Exercise directions: In the material below, list every line carrying the string "noop".
[Start of section]
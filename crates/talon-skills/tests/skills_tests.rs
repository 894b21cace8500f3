#[cfg(test)]
mod tests {
    use async_trait::async_trait;
    use futures::FutureExt;
    use serde_json::json;
    use std::path::Path;
    use std::sync::Arc;
    use std::time::{Duration, Instant};
    use talon_core::{ExecutionError, LoadError, RetrievalError, SkillOutcome};
    use talon_llm::{EmbeddingProvider, HashingEmbedding, MockEmbedding};
    use talon_skills::*;

    fn write(dir: &Path, name: &str, content: &str) {
        std::fs::write(dir.join(name), content).unwrap();
    }

    fn script_skill(description: &str, script: &str) -> String {
        format!("---\ndescription: {description}\n---\n```sh\n{script}\n```\n")
    }

    fn native(id: &str, description: &str, params: Vec<ParamSpec>, body: FnBody) -> SkillDefinition {
        SkillDefinition::builtin(id, description, params, Arc::new(body))
    }

    fn params(v: serde_json::Value) -> Params {
        v.as_object().cloned().unwrap()
    }

    /// Every text maps to the same vector, so every score ties.
    struct FlatEmbedding;

    #[async_trait]
    impl EmbeddingProvider for FlatEmbedding {
        async fn embed(&self, texts: &[&str]) -> Result<Vec<Vec<f32>>, RetrievalError> {
            Ok(texts.iter().map(|_| vec![1.0, 1.0]).collect())
        }
        fn dimensions(&self) -> usize {
            2
        }
        fn name(&self) -> &str {
            "flat"
        }
    }

    // ── Registry tests ─────────────────────────────────────────

    #[test]
    fn test_one_invalid_four_valid_sources() {
        let dir = tempfile::tempdir().unwrap();
        write(dir.path(), "a_time.md", &script_skill("Tell the time", "date"));
        write(dir.path(), "b_echo.md", &script_skill("Echo text back", "cat"));
        write(dir.path(), "c_files.md", &script_skill("List files in a directory", "ls"));
        write(dir.path(), "d_disk.md", &script_skill("Show free disk space", "df -h"));
        write(dir.path(), "e_broken.md", "---\ndescription: No body at all\n---\nJust prose.\n");

        let (reg, report) = SkillRegistry::load(vec![dir.path().to_path_buf()], HandlerTable::new());

        assert_eq!(reg.count(), 4);
        assert_eq!(report.loaded, vec!["a_time", "b_echo", "c_files", "d_disk"]);
        assert_eq!(report.skipped.len(), 1);
        assert!(report.skipped[0].0.ends_with("e_broken.md"));
        assert_eq!(report.skipped[0].1, LoadError::MissingBody("e_broken".into()));
        assert!(reg.get("e_broken").is_none());
    }

    #[test]
    fn test_reload_picks_up_fixed_source() {
        let dir = tempfile::tempdir().unwrap();
        write(dir.path(), "greet.md", "---\nname: Greet\n---\n```sh\necho hi\n```\n");

        let (reg, report) = SkillRegistry::load(vec![dir.path().to_path_buf()], HandlerTable::new());
        assert!(reg.is_empty());
        assert_eq!(report.skipped[0].1, LoadError::EmptyDescription("greet".into()));

        write(dir.path(), "greet.md", &script_skill("Say hello", "echo hi"));
        let report = reg.reload();
        assert!(report.is_clean());
        assert_eq!(reg.get("greet").unwrap().description, "Say hello");
    }

    #[test]
    fn test_list_in_insertion_order() {
        let dir = tempfile::tempdir().unwrap();
        write(dir.path(), "b.md", &script_skill("Second", "true"));
        write(dir.path(), "a.md", &script_skill("First", "true"));

        let (reg, _) = SkillRegistry::load(vec![dir.path().to_path_buf()], HandlerTable::new());
        let ids: Vec<String> = reg.list().into_iter().map(|s| s.id).collect();
        assert_eq!(ids, vec!["a", "b"]);
    }

    #[test]
    fn test_document_bound_to_native_handler() {
        let dir = tempfile::tempdir().unwrap();
        write(
            dir.path(),
            "ping.md",
            "---\ndescription: Reply with pong\nhandler: pong\n---\n",
        );
        let mut handlers = HandlerTable::new();
        handlers.register(
            "pong",
            Arc::new(FnBody::new(|_| async { Ok(SkillOutcome::text("pong")) }.boxed())),
        );

        let (reg, report) = SkillRegistry::load(vec![dir.path().to_path_buf()], handlers);
        assert!(report.is_clean());
        assert_eq!(reg.get("ping").unwrap().body.kind(), "native");
    }

    // ── Retrieval tests ────────────────────────────────────────

    fn two_skill_table() -> SkillTable {
        let mut table = SkillTable::new();
        let noop = || FnBody::new(|_| async { Ok(SkillOutcome::text("")) }.boxed());
        table.insert(native("web_search", "search the web", vec![], noop()));
        table.insert(native("current_time", "tell the time", vec![], noop()));
        table
    }

    #[tokio::test]
    async fn test_time_query_ranks_time_skill_first() {
        let index = SkillIndex::build(&two_skill_table(), Arc::new(HashingEmbedding::default()), 5)
            .await
            .unwrap();
        assert_eq!(index.len(), 2);

        let hits = index.query("what time is it", 2).await;
        assert_eq!(hits.len(), 2);
        assert_eq!(hits[0].skill_id, "current_time");
        assert!(hits[0].score > hits[1].score);
    }

    #[tokio::test]
    async fn test_ties_keep_insertion_order() {
        let index = SkillIndex::build(&two_skill_table(), Arc::new(FlatEmbedding), 5)
            .await
            .unwrap();
        let hits = index.query("anything", 5).await;
        let ids: Vec<&str> = hits.iter().map(|h| h.skill_id.as_str()).collect();
        assert_eq!(ids, vec!["web_search", "current_time"]);
    }

    #[tokio::test]
    async fn test_k_is_clamped() {
        let index = SkillIndex::build(&two_skill_table(), Arc::new(FlatEmbedding), 1)
            .await
            .unwrap();
        assert_eq!(index.query("x", 10).await.len(), 1);
        assert_eq!(index.query("x", 0).await.len(), 1);
    }

    #[tokio::test]
    async fn test_embedding_failure_degrades_to_no_match() {
        let table = two_skill_table();
        let err = SkillIndex::build(&table, Arc::new(MockEmbedding::Unavailable("down".into())), 5)
            .await
            .err()
            .unwrap();
        assert!(matches!(err, RetrievalError::Embedding(_)));

        let err = SkillIndex::build(&table, Arc::new(MockEmbedding::ShortBatch { dims: 4 }), 5)
            .await
            .err()
            .unwrap();
        assert_eq!(err, RetrievalError::CountMismatch { expected: 2, got: 1 });

        // Built fine, then the service goes away.
        let index = SkillIndex::build(&table, Arc::new(FailsAfterFirst::default()), 5)
            .await
            .unwrap();
        assert_eq!(index.len(), 2);
        assert!(index.query("what time is it", 1).await.is_empty());
        assert!(index.try_query("what time is it", 1).await.is_err());
        assert!(index.best("anything").await.is_none());
    }

    /// Answers the first batch, then reports the service as down.
    #[derive(Default)]
    struct FailsAfterFirst {
        calls: std::sync::atomic::AtomicUsize,
    }

    #[async_trait]
    impl EmbeddingProvider for FailsAfterFirst {
        async fn embed(&self, texts: &[&str]) -> Result<Vec<Vec<f32>>, RetrievalError> {
            if self.calls.fetch_add(1, std::sync::atomic::Ordering::SeqCst) == 0 {
                Ok(texts.iter().map(|_| vec![1.0, 0.0]).collect())
            } else {
                Err(RetrievalError::Embedding("connection reset".into()))
            }
        }
        fn dimensions(&self) -> usize {
            2
        }
        fn name(&self) -> &str {
            "flaky"
        }
    }

    // ── Sandbox tests ──────────────────────────────────────────

    #[tokio::test]
    async fn test_timeout_unblocks_caller() {
        let skill = native(
            "sleepy",
            "sleeps",
            vec![],
            FnBody::new(|_| {
                async {
                    tokio::time::sleep(Duration::from_secs(5)).await;
                    Ok(SkillOutcome::text("too late"))
                }
                .boxed()
            }),
        );

        let started = Instant::now();
        let err = Sandbox::default()
            .invoke(&skill, Params::new(), Some(Duration::from_secs(1)))
            .await
            .unwrap_err();
        let elapsed = started.elapsed();

        assert_eq!(
            err,
            ExecutionError::Timeout {
                skill: "sleepy".into(),
                after: Duration::from_secs(1)
            }
        );
        assert!(elapsed >= Duration::from_millis(900));
        assert!(elapsed < Duration::from_secs(3), "caller blocked for {elapsed:?}");
    }

    #[tokio::test]
    async fn test_script_timeout_kills_process() {
        let dir = tempfile::tempdir().unwrap();
        write(dir.path(), "slow.md", &script_skill("Sleep for a while", "sleep 5; echo done"));
        let (reg, _) = SkillRegistry::load(vec![dir.path().to_path_buf()], HandlerTable::new());
        let skill = reg.get("slow").unwrap();

        let started = Instant::now();
        let err = Sandbox::new(Duration::from_secs(1))
            .invoke(&skill, Params::new(), None)
            .await
            .unwrap_err();
        assert!(matches!(err, ExecutionError::Timeout { .. }));
        assert!(started.elapsed() < Duration::from_secs(3));
    }

    #[tokio::test]
    async fn test_skill_timeout_from_frontmatter() {
        let dir = tempfile::tempdir().unwrap();
        write(
            dir.path(),
            "quick.md",
            "---\ndescription: Must be quick\ntimeout_secs: 1\n---\n```sh\nsleep 5\n```\n",
        );
        let (reg, _) = SkillRegistry::load(vec![dir.path().to_path_buf()], HandlerTable::new());
        let skill = reg.get("quick").unwrap();
        let sandbox = Sandbox::new(Duration::from_secs(30));
        assert_eq!(sandbox.budget(&skill, None), Duration::from_secs(1));
        assert_eq!(sandbox.budget(&skill, Some(Duration::from_secs(7))), Duration::from_secs(7));
    }

    #[tokio::test]
    async fn test_missing_parameter_is_reported() {
        let skill = native(
            "ls",
            "list a directory",
            vec![ParamSpec::required("path", ParamType::String)],
            FnBody::new(|_| async { Ok(SkillOutcome::text("listing")) }.boxed()),
        );
        let err = Sandbox::default()
            .invoke(&skill, Params::new(), None)
            .await
            .unwrap_err();
        assert_eq!(
            err,
            ExecutionError::MissingParameter {
                skill: "ls".into(),
                name: "path".into()
            }
        );
        assert_eq!(err.to_string(), "skill 'ls' requires parameter 'path'");
    }

    #[tokio::test]
    async fn test_panic_is_contained() {
        let skill = native(
            "boom",
            "always panics",
            vec![],
            FnBody::new(|params| {
                async move {
                    if params.is_empty() {
                        panic!("kaboom");
                    }
                    Ok(SkillOutcome::text("unreachable"))
                }
                .boxed()
            }),
        );
        let err = Sandbox::default()
            .invoke(&skill, Params::new(), None)
            .await
            .unwrap_err();
        match err {
            ExecutionError::SkillFailed { skill, message } => {
                assert_eq!(skill, "boom");
                assert!(message.contains("kaboom"));
            }
            other => panic!("expected SkillFailed, got {other:?}"),
        }
    }

    #[tokio::test]
    async fn test_body_error_becomes_skill_failed() {
        let skill = native(
            "fails",
            "returns an error",
            vec![],
            FnBody::new(|_| async { Err(anyhow::anyhow!("service unavailable")) }.boxed()),
        );
        let err = Sandbox::default()
            .invoke(&skill, Params::new(), None)
            .await
            .unwrap_err();
        assert_eq!(
            err,
            ExecutionError::SkillFailed {
                skill: "fails".into(),
                message: "service unavailable".into()
            }
        );
    }

    #[tokio::test]
    async fn test_body_execution_error_passes_through() {
        let skill = native(
            "picky",
            "rejects its input",
            vec![],
            FnBody::new(|_| {
                async {
                    Err(anyhow::Error::new(ExecutionError::InvalidParameter {
                        skill: "picky".into(),
                        name: "cron".into(),
                        reason: "bad".into(),
                    }))
                }
                .boxed()
            }),
        );
        let err = Sandbox::default()
            .invoke(&skill, Params::new(), None)
            .await
            .unwrap_err();
        assert!(matches!(err, ExecutionError::InvalidParameter { ref name, .. } if name == "cron"));
    }

    #[tokio::test]
    async fn test_script_receives_bound_parameters() {
        let dir = tempfile::tempdir().unwrap();
        write(
            dir.path(),
            "greet.md",
            "---\ndescription: Greet someone\n---\n# Parameters\n- who: string\n- times: integer = 2\n\n```sh\necho \"$TALON_PARAM_WHO x$TALON_PARAM_TIMES\"\n```\n",
        );
        let (reg, _) = SkillRegistry::load(vec![dir.path().to_path_buf()], HandlerTable::new());
        let skill = reg.get("greet").unwrap();

        let out = Sandbox::default()
            .invoke(&skill, params(json!({"who": "Ada", "extra": true})), None)
            .await
            .unwrap();
        assert_eq!(out, SkillOutcome::text("Ada x2"));
    }

    #[tokio::test]
    async fn test_script_failure_carries_stderr() {
        let dir = tempfile::tempdir().unwrap();
        write(dir.path(), "bad.md", &script_skill("Always fails", "echo nope >&2; exit 1"));
        let (reg, _) = SkillRegistry::load(vec![dir.path().to_path_buf()], HandlerTable::new());
        let err = Sandbox::default()
            .invoke(&reg.get("bad").unwrap(), Params::new(), None)
            .await
            .unwrap_err();
        assert_eq!(
            err,
            ExecutionError::SkillFailed {
                skill: "bad".into(),
                message: "exit code 1: nope".into()
            }
        );
    }
}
[End of section]
Result of this exercise:
        let noop = || FnBody::new(|_| async { Ok(SkillOutcome::text("")) }.boxed());
        table.insert(native("web_search", "search the web", vec![], noop()));
        table.insert(native("current_time", "tell the time", vec![], noop()));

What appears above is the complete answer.